Two studies on one protein complex give important insight into role of membrane mechanics in biology and tumour development
Two new studies led by Dr Barbara Ciani use different approaches to show new regulatory mechanisms and functions for the protein complex ESCRT.
ESCRT is necessary for sequestering signalling molecules within membrane compartments, a process that prevents abnormal cell growth.
The first study, published in iScience, demonstrated that the mechanical properties of membranes regulate protein activity in vitro. In collaboration with the University of Leeds, purified ESCRT proteins were used to remodel phospholipid vesicles creating complex 'vesicle-within-a-vesicle' architectures that could be used as scaffolds for artificial cells.
Dr Ciani said: "Though the original aim was to build a tool to create artificial cells, we ended up also discovering a key parameter that governs this complex cellular activity."
ESCRT activity is also key for repairing many cellular membranes, which may rupture both as a consequence of physiological and pathological events.
The second study showed that ESCRT membrane repair activity is crucial to maintain the integrity of the membrane surrounding micronuclei – small genomic structures that are only found in cancer cells.
When a micronucleus ruptures, its DNA content is damaged and can re-integrate into the genome randomly. This event increases genomic instability, the main cause of cancer development.
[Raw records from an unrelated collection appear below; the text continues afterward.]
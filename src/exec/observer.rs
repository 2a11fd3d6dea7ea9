// src/exec/observer.rs

//! Optional observer hook for presentation layers.
//!
//! The executor reports every target transition through an
//! [`ExecutionObserver`] without the observer taking part in scheduling.
//! Progress bars, spinners or structured logs plug in here.

use std::time::Duration;

use tracing::{info, warn};

use crate::errors::TargetFailure;
use crate::types::TargetName;

/// A target transition reported to observers.
///
/// Every target produces exactly one terminal event (`Succeeded`, `Failed` or
/// `Skipped`) per execution; `Started` precedes `Succeeded`/`Failed` only.
#[derive(Debug, Clone)]
pub enum TargetEvent {
    /// The action is about to run.
    Started { target: TargetName },
    Succeeded {
        target: TargetName,
        duration: Duration,
    },
    /// The action ran and failed.
    Failed {
        target: TargetName,
        duration: Duration,
        error: TargetFailure,
    },
    /// The action never ran (failed dependency or cancellation).
    Skipped {
        target: TargetName,
        cause: TargetFailure,
    },
}

impl TargetEvent {
    pub fn target(&self) -> &str {
        match self {
            TargetEvent::Started { target }
            | TargetEvent::Succeeded { target, .. }
            | TargetEvent::Failed { target, .. }
            | TargetEvent::Skipped { target, .. } => target,
        }
    }

    pub fn is_terminal(&self) -> bool {
        !matches!(self, TargetEvent::Started { .. })
    }
}

/// Receives target transitions.
///
/// Called from arbitrary runtime threads, never while an executor lock is
/// held. Implementations should return quickly.
pub trait ExecutionObserver: Send + Sync {
    fn on_event(&self, event: &TargetEvent);
}

impl<F> ExecutionObserver for F
where
    F: Fn(&TargetEvent) + Send + Sync,
{
    fn on_event(&self, event: &TargetEvent) {
        self(event)
    }
}

/// Observer that renders transitions as `tracing` events.
#[derive(Debug, Default, Clone, Copy)]
pub struct LoggingObserver;

impl ExecutionObserver for LoggingObserver {
    fn on_event(&self, event: &TargetEvent) {
        match event {
            TargetEvent::Started { target } => {
                info!(target_name = %target, "building");
            }
            TargetEvent::Succeeded { target, duration } => {
                info!(
                    target_name = %target,
                    duration_ms = duration.as_millis() as u64,
                    "built"
                );
            }
            TargetEvent::Failed {
                target,
                duration,
                error,
            } => {
                warn!(
                    target_name = %target,
                    duration_ms = duration.as_millis() as u64,
                    error = %error,
                    "build failed"
                );
            }
            TargetEvent::Skipped { target, cause } => {
                warn!(
                    target_name = %target,
                    phase = %cause.phase(),
                    cause = %cause,
                    "skipped"
                );
            }
        }
    }
}
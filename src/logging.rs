// src/logging.rs

//! Logging setup for `buildgraph` using `tracing` + `tracing-subscriber`.
//!
//! Priority for determining the log level:
//! 1. the explicit level passed by the caller (e.g. from `[logging].level`)
//! 2. `BUILDGRAPH_LOG` environment variable (e.g. "info", "debug")
//! 3. default to `info`
//!
//! Logs are sent to STDERR so that build tools can keep stdout for their own
//! output.

use anyhow::{anyhow, Result};
use tracing_subscriber::fmt;

use crate::types::LogLevel;

/// Environment variable consulted when no explicit level is given.
pub const LOG_ENV_VAR: &str = "BUILDGRAPH_LOG";

/// Initialise the global logging subscriber.
///
/// Fails if a global subscriber is already installed.
pub fn init_logging(level: Option<LogLevel>) -> Result<()> {
    let level = resolve_level(level, std::env::var(LOG_ENV_VAR).ok().as_deref());

    fmt()
        .with_max_level(tracing::Level::from(level))
        .with_target(true)
        .with_thread_ids(false)
        .with_thread_names(false)
        .with_writer(std::io::stderr)
        .try_init()
        .map_err(|e| anyhow!("failed to install tracing subscriber: {e}"))
}

/// Pick the effective level from an explicit value and the env var contents.
///
/// Unparseable env values fall back to the default.
pub fn resolve_level(explicit: Option<LogLevel>, env_value: Option<&str>) -> LogLevel {
    explicit
        .or_else(|| env_value.and_then(|s| s.parse().ok()))
        .unwrap_or_default()
}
However, it was also shown that this repair activity does not work well in some ruptured micronuclei. Thus, ESCRT-III appears to be both good cop and bad cop, preventing the occurrence of micronuclei with weak membranes, but also exacerbating DNA damage.
The study, published in Oncogenesis, originates from a collaboration with the Department of Oncology and includes collaborators at the University of Manchester, University of Sydney and the CNR in Rome.